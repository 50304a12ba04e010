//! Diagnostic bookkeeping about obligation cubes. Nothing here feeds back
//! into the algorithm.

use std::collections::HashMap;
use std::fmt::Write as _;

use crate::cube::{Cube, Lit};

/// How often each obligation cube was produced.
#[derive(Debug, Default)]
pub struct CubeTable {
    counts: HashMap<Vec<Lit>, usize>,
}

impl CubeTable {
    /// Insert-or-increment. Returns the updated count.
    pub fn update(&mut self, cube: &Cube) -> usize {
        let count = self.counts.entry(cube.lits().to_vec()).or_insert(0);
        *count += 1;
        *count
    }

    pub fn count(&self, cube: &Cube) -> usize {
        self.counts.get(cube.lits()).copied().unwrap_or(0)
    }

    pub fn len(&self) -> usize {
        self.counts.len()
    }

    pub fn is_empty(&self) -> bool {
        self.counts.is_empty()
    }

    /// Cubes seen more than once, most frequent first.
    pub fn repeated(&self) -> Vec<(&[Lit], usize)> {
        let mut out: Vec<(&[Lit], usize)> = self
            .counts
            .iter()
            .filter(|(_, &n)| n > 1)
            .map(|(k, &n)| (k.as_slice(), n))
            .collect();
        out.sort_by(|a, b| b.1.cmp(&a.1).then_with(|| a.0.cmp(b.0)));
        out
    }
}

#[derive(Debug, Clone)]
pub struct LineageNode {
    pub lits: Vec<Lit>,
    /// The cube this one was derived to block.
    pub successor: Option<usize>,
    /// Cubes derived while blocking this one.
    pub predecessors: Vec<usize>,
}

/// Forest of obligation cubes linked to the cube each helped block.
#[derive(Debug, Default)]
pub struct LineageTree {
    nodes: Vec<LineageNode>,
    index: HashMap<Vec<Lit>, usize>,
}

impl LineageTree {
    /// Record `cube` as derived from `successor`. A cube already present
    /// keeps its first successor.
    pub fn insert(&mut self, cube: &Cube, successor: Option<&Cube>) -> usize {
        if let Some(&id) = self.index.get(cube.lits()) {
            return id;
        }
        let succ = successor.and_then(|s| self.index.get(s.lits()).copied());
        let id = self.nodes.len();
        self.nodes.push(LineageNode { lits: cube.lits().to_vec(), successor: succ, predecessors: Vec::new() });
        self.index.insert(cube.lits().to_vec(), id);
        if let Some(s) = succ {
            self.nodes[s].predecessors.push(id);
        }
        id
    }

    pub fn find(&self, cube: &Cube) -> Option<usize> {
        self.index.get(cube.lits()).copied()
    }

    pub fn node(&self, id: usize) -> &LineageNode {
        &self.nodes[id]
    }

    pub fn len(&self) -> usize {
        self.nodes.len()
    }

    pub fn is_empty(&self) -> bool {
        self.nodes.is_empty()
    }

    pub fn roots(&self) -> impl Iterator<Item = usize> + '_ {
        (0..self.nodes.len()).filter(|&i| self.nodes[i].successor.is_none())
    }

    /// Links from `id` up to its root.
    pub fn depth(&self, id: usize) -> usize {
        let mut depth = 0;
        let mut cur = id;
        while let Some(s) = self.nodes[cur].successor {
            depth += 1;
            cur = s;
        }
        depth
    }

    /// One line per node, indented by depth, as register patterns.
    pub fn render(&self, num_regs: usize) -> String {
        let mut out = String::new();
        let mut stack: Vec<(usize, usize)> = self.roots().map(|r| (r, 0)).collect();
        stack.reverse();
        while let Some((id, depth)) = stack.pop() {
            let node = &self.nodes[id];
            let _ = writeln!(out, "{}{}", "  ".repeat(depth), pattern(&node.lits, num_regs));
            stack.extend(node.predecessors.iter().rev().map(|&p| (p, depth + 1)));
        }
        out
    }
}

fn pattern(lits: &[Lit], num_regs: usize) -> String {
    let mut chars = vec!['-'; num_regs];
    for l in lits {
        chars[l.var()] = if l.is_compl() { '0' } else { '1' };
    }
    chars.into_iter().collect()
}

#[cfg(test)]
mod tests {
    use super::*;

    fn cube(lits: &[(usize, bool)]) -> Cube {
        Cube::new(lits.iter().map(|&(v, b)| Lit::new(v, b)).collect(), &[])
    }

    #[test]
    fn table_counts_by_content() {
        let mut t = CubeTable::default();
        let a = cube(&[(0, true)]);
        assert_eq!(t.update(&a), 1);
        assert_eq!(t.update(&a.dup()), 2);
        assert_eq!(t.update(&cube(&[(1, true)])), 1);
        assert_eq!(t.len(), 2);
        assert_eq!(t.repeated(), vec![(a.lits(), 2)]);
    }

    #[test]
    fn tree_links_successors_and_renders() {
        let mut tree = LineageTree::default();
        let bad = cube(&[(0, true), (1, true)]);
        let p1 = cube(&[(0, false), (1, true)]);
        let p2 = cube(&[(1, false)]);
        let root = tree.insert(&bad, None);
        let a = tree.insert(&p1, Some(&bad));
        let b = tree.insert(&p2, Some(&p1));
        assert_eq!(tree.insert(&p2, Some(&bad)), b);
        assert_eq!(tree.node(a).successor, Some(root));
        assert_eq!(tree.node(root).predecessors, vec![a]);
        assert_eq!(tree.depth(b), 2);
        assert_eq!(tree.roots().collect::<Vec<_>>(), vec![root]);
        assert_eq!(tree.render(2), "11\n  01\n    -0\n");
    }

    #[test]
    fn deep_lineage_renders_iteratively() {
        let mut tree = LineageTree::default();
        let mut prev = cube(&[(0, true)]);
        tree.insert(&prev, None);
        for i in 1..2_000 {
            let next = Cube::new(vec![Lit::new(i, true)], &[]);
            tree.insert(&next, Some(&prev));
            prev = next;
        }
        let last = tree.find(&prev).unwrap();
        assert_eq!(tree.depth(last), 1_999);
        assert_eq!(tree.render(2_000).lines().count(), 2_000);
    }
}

### EXERCISE DIRECTIONS
Reproduce verbatim the range of lines that opens the records and closes with the line containing "blocking this one.". Omit everything after it.

### COMPLETED TASK
repository 50304a12ba04e010
//! Diagnostic bookkeeping about obligation cubes. Nothing here feeds back
//! into the algorithm.

use std::collections::HashMap;
use std::fmt::Write as _;

use crate::cube::{Cube, Lit};

/// How often each obligation cube was produced.
#[derive(Debug, Default)]
pub struct CubeTable {
    counts: HashMap<Vec<Lit>, usize>,
}

impl CubeTable {
    /// Insert-or-increment. Returns the updated count.
    pub fn update(&mut self, cube: &Cube) -> usize {
        let count = self.counts.entry(cube.lits().to_vec()).or_insert(0);
        *count += 1;
        *count
    }

    pub fn count(&self, cube: &Cube) -> usize {
        self.counts.get(cube.lits()).copied().unwrap_or(0)
    }

    pub fn len(&self) -> usize {
        self.counts.len()
    }

    pub fn is_empty(&self) -> bool {
        self.counts.is_empty()
    }

    /// Cubes seen more than once, most frequent first.
    pub fn repeated(&self) -> Vec<(&[Lit], usize)> {
        let mut out: Vec<(&[Lit], usize)> = self
            .counts
            .iter()
            .filter(|(_, &n)| n > 1)
            .map(|(k, &n)| (k.as_slice(), n))
            .collect();
        out.sort_by(|a, b| b.1.cmp(&a.1).then_with(|| a.0.cmp(b.0)));
        out
    }
}

#[derive(Debug, Clone)]
pub struct LineageNode {
    pub lits: Vec<Lit>,
    /// The cube this one was derived to block.
    pub successor: Option<usize>,
    /// Cubes derived while blocking this one.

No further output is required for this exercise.